Assignment - When the line containing "let dequeued = queue.recv().await.unwrap();" is found in the data below, copy it and each line after it through the line containing "configured servers for", exactly and with no others.

+++ Stored data

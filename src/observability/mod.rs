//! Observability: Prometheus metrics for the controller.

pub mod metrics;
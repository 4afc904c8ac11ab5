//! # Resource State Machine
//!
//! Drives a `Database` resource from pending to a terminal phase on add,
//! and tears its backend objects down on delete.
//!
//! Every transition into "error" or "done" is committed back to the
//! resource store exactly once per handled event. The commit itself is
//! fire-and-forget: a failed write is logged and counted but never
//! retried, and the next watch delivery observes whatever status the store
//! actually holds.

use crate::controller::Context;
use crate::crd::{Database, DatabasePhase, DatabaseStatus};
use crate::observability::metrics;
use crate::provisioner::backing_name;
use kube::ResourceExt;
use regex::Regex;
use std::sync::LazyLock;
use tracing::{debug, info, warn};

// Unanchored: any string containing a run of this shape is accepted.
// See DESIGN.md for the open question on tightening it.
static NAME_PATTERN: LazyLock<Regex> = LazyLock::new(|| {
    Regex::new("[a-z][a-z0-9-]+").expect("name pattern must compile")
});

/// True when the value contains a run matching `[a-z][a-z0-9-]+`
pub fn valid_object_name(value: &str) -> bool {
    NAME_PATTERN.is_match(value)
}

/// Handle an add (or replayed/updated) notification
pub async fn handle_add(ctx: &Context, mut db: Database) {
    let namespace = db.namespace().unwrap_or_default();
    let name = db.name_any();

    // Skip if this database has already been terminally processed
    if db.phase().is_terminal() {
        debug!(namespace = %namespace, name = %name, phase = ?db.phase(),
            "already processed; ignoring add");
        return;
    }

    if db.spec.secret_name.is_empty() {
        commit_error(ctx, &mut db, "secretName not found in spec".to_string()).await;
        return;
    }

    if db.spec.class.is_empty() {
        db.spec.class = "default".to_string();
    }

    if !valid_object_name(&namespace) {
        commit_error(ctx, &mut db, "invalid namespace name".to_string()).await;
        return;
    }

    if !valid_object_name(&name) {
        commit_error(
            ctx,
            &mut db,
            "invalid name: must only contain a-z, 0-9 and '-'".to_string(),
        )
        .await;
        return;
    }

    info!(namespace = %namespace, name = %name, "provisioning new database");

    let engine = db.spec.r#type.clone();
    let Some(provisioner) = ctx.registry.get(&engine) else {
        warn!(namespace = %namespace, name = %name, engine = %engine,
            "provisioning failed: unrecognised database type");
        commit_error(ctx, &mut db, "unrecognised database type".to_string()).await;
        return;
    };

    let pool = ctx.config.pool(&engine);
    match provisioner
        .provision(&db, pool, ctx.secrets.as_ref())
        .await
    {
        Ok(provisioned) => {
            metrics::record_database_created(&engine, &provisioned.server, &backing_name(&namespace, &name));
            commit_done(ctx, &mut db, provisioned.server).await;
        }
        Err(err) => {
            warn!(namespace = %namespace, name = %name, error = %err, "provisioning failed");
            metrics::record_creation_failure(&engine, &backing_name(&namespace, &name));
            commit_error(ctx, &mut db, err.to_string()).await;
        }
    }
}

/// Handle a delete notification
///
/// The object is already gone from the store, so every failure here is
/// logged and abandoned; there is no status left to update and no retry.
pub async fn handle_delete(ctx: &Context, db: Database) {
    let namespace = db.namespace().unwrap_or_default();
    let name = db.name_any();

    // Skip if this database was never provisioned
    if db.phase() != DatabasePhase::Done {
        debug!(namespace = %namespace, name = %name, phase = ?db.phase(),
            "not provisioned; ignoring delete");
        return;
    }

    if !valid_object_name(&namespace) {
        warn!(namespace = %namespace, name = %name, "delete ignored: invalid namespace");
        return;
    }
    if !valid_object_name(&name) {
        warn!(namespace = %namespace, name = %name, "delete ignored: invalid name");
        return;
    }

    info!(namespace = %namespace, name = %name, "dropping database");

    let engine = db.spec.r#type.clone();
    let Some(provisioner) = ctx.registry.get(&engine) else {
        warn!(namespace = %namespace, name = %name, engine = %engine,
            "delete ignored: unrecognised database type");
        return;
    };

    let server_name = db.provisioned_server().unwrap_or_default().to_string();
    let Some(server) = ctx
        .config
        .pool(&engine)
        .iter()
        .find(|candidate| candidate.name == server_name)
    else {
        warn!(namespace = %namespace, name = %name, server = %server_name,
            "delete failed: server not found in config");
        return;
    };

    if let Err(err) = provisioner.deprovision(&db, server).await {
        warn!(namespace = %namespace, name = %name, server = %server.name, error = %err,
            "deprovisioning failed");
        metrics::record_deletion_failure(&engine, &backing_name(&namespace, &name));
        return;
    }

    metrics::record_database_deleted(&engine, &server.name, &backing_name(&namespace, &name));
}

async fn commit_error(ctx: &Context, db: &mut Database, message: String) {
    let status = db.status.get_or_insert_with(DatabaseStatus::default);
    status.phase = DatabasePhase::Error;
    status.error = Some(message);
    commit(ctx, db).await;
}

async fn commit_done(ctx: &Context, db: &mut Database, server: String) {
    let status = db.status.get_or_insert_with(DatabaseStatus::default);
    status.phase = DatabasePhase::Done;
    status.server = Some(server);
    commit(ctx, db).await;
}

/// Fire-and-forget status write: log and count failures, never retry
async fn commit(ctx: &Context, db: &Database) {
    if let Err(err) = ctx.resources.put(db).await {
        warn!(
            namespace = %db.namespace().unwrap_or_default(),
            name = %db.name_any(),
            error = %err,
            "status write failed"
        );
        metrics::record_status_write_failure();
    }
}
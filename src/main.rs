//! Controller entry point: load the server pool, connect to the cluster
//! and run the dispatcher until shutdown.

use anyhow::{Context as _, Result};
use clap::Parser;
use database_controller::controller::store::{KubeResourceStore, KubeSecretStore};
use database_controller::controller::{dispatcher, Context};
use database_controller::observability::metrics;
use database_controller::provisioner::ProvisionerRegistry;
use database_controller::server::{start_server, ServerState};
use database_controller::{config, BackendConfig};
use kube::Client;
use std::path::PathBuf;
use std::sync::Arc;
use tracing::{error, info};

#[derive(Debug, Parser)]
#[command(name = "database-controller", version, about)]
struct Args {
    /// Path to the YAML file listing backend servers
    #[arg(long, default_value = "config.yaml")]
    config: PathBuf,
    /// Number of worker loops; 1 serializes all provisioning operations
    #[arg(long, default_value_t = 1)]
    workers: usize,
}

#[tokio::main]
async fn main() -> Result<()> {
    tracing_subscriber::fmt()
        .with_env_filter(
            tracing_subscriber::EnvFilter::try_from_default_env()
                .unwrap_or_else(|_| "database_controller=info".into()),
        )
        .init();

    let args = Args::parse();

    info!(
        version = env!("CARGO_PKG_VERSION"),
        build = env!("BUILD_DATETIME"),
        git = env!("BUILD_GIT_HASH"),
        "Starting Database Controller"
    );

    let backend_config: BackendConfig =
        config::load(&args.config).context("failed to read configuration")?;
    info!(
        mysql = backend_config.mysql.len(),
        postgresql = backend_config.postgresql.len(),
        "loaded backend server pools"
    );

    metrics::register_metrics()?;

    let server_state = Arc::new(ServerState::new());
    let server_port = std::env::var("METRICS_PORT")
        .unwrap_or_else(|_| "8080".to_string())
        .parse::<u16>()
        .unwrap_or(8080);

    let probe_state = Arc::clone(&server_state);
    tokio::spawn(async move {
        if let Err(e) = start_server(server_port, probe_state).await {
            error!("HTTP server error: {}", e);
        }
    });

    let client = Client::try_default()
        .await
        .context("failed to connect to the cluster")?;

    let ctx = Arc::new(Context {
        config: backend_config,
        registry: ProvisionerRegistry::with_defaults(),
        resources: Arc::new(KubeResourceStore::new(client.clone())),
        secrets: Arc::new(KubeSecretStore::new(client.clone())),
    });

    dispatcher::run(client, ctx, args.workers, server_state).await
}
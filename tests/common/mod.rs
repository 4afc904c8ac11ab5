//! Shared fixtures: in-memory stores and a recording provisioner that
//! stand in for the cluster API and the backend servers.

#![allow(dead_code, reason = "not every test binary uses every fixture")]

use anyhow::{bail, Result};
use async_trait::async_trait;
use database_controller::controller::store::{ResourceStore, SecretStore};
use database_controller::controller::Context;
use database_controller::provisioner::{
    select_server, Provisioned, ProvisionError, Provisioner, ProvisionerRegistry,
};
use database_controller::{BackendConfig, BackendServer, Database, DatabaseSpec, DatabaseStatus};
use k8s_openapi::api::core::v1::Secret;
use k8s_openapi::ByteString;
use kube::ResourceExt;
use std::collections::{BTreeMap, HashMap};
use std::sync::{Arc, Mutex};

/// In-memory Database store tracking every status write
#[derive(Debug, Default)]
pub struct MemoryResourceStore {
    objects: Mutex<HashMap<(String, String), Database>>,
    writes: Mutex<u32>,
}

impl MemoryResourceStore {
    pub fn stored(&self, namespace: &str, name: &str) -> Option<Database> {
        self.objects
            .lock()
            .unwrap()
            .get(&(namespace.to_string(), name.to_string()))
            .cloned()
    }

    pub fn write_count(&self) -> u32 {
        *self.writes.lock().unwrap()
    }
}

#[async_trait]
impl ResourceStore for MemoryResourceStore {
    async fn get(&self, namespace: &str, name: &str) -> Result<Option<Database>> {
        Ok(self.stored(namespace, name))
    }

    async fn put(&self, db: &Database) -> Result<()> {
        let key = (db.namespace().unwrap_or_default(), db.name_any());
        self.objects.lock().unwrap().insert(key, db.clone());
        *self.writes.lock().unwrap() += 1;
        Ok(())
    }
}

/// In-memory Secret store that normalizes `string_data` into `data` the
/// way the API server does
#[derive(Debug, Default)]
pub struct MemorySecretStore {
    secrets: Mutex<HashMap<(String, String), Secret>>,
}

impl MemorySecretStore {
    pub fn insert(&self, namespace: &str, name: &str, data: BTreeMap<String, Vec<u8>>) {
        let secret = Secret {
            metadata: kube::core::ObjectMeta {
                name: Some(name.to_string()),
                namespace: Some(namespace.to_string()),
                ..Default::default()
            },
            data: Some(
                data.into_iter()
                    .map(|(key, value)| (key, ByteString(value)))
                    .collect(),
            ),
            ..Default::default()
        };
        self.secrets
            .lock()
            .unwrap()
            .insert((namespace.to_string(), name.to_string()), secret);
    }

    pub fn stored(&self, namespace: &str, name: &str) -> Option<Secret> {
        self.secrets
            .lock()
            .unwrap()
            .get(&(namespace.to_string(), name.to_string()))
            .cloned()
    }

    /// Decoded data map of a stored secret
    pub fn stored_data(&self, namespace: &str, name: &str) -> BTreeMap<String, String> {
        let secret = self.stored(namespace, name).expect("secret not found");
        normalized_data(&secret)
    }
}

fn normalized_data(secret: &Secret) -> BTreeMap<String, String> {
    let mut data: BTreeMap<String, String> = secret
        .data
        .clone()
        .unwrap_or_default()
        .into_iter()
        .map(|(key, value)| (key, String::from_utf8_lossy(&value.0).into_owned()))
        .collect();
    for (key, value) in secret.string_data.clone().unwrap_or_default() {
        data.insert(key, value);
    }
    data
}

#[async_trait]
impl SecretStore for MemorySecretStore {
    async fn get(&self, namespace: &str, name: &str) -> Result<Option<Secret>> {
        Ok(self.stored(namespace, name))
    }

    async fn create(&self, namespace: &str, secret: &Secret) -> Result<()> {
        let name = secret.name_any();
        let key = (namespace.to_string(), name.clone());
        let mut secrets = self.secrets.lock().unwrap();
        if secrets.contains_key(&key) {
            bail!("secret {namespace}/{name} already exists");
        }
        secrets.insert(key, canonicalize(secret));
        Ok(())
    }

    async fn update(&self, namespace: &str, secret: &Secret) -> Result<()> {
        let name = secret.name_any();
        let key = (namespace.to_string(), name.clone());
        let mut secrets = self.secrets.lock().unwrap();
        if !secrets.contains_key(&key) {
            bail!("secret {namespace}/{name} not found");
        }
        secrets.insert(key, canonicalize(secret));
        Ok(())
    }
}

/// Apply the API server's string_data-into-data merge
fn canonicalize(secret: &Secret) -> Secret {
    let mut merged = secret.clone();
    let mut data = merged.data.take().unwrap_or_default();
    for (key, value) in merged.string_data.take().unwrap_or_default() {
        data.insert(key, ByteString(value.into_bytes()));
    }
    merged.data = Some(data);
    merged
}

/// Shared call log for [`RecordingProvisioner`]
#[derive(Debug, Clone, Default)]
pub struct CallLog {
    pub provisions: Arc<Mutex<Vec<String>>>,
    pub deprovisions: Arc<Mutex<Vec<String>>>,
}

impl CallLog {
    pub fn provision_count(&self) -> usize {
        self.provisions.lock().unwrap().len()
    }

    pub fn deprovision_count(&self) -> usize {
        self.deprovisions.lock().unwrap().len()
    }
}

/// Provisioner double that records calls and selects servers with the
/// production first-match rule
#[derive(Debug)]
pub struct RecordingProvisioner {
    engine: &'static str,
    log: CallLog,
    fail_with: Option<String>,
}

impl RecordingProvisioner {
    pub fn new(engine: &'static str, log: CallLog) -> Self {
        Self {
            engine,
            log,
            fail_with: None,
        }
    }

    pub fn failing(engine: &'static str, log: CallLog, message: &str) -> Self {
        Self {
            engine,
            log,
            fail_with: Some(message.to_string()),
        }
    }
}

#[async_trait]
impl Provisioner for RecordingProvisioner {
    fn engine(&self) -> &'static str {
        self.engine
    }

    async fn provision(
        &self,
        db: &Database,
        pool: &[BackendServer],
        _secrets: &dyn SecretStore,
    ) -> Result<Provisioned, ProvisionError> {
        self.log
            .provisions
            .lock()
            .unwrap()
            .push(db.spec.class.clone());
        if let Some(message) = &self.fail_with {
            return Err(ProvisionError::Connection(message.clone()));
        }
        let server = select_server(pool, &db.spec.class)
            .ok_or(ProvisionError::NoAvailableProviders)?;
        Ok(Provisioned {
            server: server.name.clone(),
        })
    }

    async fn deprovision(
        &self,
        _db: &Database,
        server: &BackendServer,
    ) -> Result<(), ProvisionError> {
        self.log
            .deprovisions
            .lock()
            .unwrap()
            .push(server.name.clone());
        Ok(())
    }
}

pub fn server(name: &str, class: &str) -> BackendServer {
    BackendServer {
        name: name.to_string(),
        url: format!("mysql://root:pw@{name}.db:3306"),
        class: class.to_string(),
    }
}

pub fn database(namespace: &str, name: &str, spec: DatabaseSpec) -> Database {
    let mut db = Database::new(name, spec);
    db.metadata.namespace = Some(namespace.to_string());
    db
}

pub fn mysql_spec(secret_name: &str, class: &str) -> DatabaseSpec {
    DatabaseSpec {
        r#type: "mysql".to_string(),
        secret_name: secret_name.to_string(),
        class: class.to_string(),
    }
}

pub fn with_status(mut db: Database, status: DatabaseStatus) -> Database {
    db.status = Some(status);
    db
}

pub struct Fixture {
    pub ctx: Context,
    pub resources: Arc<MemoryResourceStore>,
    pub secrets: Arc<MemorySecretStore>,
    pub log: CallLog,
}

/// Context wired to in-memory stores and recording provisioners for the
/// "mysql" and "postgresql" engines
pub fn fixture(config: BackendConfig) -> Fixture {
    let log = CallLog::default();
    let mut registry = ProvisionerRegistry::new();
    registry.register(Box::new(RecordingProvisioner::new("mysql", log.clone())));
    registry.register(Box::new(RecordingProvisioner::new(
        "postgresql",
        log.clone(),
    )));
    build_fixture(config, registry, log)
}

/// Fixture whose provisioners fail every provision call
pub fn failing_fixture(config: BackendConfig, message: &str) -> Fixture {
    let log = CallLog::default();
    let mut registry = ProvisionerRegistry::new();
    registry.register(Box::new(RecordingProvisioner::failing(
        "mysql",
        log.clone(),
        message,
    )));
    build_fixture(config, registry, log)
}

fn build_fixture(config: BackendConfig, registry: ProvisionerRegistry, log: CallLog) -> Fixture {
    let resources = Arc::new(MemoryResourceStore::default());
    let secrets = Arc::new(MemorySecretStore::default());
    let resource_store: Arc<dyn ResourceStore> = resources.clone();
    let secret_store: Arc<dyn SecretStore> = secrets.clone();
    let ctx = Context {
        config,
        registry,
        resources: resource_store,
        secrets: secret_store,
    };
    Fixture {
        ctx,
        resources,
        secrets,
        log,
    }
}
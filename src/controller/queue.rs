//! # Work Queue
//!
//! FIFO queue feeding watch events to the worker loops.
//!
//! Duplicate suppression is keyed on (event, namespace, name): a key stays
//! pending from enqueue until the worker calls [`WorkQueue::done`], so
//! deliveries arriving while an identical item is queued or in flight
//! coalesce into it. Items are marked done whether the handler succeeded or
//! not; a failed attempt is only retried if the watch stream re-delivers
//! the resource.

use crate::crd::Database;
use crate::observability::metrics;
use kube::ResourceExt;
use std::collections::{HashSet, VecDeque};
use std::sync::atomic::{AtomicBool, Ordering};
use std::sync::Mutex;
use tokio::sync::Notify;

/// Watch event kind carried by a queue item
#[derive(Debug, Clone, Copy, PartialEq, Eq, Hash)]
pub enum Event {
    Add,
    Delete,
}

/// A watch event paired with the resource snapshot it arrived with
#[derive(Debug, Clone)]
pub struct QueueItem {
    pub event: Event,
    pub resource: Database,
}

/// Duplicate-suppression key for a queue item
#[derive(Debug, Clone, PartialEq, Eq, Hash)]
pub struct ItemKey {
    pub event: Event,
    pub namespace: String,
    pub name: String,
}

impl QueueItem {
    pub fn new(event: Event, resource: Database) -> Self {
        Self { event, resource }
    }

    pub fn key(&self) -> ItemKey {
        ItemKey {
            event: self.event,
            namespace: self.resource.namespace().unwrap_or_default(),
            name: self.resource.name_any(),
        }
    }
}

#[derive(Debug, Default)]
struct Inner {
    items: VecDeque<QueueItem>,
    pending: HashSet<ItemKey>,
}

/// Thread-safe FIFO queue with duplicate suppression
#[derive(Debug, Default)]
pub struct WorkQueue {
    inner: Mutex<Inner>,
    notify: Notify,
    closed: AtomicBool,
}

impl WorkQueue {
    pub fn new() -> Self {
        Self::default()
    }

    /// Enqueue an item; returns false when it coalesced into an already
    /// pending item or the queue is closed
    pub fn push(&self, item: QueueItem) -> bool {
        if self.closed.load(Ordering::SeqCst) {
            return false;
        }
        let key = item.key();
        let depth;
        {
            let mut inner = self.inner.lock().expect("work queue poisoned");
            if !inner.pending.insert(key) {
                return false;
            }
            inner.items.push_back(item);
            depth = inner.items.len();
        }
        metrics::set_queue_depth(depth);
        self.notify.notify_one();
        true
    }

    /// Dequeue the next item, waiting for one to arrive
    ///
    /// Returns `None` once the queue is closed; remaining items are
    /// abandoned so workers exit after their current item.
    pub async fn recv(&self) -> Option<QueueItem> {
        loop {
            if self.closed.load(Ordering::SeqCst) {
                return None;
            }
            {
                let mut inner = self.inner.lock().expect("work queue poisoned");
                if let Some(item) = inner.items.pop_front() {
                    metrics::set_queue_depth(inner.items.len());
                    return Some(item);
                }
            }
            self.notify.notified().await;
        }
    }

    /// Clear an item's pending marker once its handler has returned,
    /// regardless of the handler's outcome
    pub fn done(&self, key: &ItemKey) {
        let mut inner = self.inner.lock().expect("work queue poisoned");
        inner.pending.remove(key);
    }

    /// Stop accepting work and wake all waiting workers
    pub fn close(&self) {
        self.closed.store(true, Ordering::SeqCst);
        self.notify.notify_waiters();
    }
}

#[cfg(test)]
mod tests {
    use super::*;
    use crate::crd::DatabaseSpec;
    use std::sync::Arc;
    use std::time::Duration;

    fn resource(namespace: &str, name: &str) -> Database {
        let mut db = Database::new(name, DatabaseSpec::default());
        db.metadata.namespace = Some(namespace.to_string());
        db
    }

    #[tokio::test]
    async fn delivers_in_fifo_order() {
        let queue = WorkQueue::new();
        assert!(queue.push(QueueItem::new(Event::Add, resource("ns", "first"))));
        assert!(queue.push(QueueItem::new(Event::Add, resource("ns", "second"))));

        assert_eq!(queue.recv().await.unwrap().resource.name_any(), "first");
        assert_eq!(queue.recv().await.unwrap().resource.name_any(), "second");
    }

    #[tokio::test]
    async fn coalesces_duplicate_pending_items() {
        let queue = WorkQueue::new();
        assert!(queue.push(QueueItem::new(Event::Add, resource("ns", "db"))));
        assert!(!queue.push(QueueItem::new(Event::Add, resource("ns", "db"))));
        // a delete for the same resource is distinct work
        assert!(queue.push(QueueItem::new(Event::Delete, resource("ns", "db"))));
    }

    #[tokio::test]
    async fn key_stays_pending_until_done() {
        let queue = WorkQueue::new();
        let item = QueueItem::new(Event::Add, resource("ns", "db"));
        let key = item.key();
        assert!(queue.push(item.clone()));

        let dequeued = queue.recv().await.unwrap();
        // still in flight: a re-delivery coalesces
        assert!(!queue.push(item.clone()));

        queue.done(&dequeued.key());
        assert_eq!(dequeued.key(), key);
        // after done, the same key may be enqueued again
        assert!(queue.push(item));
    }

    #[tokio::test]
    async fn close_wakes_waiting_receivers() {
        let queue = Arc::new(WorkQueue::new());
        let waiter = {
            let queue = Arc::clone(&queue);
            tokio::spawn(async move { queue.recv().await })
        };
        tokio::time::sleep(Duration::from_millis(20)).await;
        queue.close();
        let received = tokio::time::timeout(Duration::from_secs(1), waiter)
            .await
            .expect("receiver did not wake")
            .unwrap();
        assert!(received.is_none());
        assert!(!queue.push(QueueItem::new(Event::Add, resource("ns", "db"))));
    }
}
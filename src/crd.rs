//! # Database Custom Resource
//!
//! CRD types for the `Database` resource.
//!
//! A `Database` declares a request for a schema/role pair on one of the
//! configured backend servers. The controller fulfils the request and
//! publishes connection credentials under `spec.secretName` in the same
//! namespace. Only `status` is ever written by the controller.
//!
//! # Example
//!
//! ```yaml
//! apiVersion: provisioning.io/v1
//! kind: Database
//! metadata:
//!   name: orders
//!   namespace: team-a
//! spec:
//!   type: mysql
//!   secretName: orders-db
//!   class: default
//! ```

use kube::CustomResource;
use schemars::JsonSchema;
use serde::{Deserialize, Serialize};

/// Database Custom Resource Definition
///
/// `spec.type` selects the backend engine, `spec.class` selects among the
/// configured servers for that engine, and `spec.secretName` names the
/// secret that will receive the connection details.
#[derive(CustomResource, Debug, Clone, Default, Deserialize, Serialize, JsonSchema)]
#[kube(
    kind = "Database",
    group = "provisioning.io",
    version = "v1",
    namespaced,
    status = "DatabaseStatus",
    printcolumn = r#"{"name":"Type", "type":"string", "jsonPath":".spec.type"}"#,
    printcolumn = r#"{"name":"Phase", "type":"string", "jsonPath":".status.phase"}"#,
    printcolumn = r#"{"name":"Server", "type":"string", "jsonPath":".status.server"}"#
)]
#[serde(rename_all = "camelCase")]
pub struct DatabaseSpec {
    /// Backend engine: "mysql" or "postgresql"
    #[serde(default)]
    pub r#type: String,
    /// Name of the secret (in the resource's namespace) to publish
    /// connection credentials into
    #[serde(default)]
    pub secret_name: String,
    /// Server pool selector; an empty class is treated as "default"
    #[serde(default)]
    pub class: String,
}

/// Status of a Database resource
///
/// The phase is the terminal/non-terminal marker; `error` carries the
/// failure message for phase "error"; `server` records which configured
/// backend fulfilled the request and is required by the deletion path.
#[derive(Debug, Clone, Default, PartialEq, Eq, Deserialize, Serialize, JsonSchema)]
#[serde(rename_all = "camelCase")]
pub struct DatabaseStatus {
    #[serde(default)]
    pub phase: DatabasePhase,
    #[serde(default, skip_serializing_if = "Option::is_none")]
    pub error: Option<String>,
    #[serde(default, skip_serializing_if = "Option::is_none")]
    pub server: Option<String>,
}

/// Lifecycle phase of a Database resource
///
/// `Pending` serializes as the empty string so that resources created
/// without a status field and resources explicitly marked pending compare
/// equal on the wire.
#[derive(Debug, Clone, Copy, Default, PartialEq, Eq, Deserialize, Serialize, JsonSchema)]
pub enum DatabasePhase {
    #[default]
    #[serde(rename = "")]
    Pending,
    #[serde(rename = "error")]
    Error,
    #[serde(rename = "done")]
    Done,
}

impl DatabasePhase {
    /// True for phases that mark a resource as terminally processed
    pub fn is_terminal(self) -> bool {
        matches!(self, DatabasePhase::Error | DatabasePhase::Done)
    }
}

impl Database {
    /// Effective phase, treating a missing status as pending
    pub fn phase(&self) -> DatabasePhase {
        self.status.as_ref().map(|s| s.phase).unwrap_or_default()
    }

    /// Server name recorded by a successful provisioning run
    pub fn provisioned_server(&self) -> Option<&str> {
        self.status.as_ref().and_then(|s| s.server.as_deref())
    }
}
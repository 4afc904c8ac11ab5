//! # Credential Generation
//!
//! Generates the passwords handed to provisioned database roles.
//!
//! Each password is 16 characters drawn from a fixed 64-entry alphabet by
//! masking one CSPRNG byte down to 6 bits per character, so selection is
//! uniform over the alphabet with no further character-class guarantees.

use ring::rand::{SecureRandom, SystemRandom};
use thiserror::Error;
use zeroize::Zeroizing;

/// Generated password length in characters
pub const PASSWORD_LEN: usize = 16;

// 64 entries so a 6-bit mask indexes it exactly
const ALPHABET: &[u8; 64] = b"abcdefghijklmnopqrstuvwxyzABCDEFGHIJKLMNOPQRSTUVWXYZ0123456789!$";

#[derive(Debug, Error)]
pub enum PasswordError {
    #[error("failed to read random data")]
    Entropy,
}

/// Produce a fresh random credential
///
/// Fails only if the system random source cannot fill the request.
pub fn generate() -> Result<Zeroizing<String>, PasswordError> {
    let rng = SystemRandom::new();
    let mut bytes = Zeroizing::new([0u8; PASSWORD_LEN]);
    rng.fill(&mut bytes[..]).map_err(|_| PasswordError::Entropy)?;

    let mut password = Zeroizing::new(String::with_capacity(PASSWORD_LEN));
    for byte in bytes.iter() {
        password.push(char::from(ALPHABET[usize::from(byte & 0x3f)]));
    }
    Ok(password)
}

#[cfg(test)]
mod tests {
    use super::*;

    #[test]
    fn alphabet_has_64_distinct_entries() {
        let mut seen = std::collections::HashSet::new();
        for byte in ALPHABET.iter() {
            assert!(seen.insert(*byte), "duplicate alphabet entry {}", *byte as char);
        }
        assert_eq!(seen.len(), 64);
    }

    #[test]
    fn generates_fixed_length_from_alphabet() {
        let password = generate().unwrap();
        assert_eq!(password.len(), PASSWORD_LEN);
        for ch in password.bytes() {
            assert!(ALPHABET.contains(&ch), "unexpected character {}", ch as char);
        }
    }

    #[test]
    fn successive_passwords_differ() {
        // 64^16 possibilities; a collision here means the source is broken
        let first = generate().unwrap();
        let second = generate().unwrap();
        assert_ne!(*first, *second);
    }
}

++++++

Written solution -
        let dequeued = queue.recv().await.unwrap();
        // still in flight: a re-delivery coalesces
        assert!(!queue.push(item.clone()));

        queue.done(&dequeued.key());
        assert_eq!(dequeued.key(), key);
        // after done, the same key may be enqueued again
        assert!(queue.push(item));
    }

    #[tokio::test]
    async fn close_wakes_waiting_receivers() {
        let queue = Arc::new(WorkQueue::new());
        let waiter = {
            let queue = Arc::clone(&queue);
            tokio::spawn(async move { queue.recv().await })
        };
        tokio::time::sleep(Duration::from_millis(20)).await;
        queue.close();
        let received = tokio::time::timeout(Duration::from_secs(1), waiter)
            .await
            .expect("receiver did not wake")
            .unwrap();
        assert!(received.is_none());
        assert!(!queue.push(QueueItem::new(Event::Add, resource("ns", "db"))));
    }
}
filename src/crd.rs
//! # Database Custom Resource
//!
//! CRD types for the `Database` resource.
//!
//! A `Database` declares a request for a schema/role pair on one of the
//! configured backend servers. The controller fulfils the request and
//! publishes connection credentials under `spec.secretName` in the same
//! namespace. Only `status` is ever written by the controller.
//!
//! # Example
//!
//! ```yaml
//! apiVersion: provisioning.io/v1
//! kind: Database
//! metadata:
//!   name: orders
//!   namespace: team-a
//! spec:
//!   type: mysql
//!   secretName: orders-db
//!   class: default
//! ```

use kube::CustomResource;
use schemars::JsonSchema;
use serde::{Deserialize, Serialize};

/// Database Custom Resource Definition
///
/// `spec.type` selects the backend engine, `spec.class` selects among the
/// configured servers for that engine, and `spec.secretName` names the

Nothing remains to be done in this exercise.